The Port of Granadilla (Puerto Industrial de Granadilla) is a port located in the municipality of Granadilla de Abona in the southeastern part of the island of Tenerife, Spain. It is a complementary project to the port of Santa Cruz de Tenerife and intended to provide the necessary facilities for various types of traffic, attract new traffic, and handle increasing demand. It is the largest industrial port of the Canary Islands.

== Characteristics ==
The port has a contradique length of 1,150 metres. The Exterior Dock extends longitudinally 2,512 metres. The Muelle de Ribera has 160 metres with a draft of sixteen metres and an associated esplanade of approximately fifteen hectares.

The second section of the Ribera dock is currently under construction, which will result in the materialization of another 160 metres of quay. It is expected that the port can count on a regasification plant in the year 2020.
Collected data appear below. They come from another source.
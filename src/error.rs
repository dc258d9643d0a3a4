// File: src/error.rs
use std::path::PathBuf;
use thiserror::Error;

/// All failure modes of the phonemizer.
///
/// Configuration problems are fatal at startup; an unhandled rule context is
/// fatal for the computation that hit it and carries the offending location
/// so the gap in rule coverage can be reported precisely.
#[derive(Debug, Error)]
pub enum PhonemizerError {
    #[error("failed to read {path}: {source}")]
    Io {
        path: PathBuf,
        #[source]
        source: std::io::Error,
    },

    #[error("malformed table {path}: {source}")]
    MalformedTable {
        path: PathBuf,
        #[source]
        source: serde_json::Error,
    },

    #[error("invalid phoneme configuration: {0}")]
    Config(String),

    #[error("invalid reference '{0}'")]
    InvalidReference(String),

    #[error("invalid stop type '{0}'")]
    InvalidStopType(String),

    #[error("unhandled rule context at {location}: {detail}")]
    RuleGap { location: String, detail: String },
}

pub type Result<T> = std::result::Result<T, PhonemizerError>;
With the entry into operation of the Port of Granadilla, the Port Authority of Santa Cruz de Tenerife manages six ports of general interest for this maritime province; those of Santa Cruz de Tenerife, Los Cristianos and Granadilla on the island of Tenerife, and those of San Sebastián de La Gomera, Santa Cruz de La Palma and La Estaca, the latter on the island of El Hierro.

== History ==
In 2004, the Port Utilization Plan of the Port of Granadilla was approved by Ministerial Order. In 2006, the European Commission issued a favorable opinion on the execution of the port.

Later there would be several delays in the work. In November 2017, the Ministry of Development issued a favorable report for the opening of the port infrastructure of Granadilla to begin receiving its first berths.

The port of Granadilla received its first docking on 21 November that year, with the scale of the platform called "West Leo" of the multinational Seadrill, this floating platform came from Avondale Shipyard, on the Mississippi River, southern United States.

The port was officially inaugurated on 2 March 2018 by the President of the Government of Spain, Mariano Rajoy.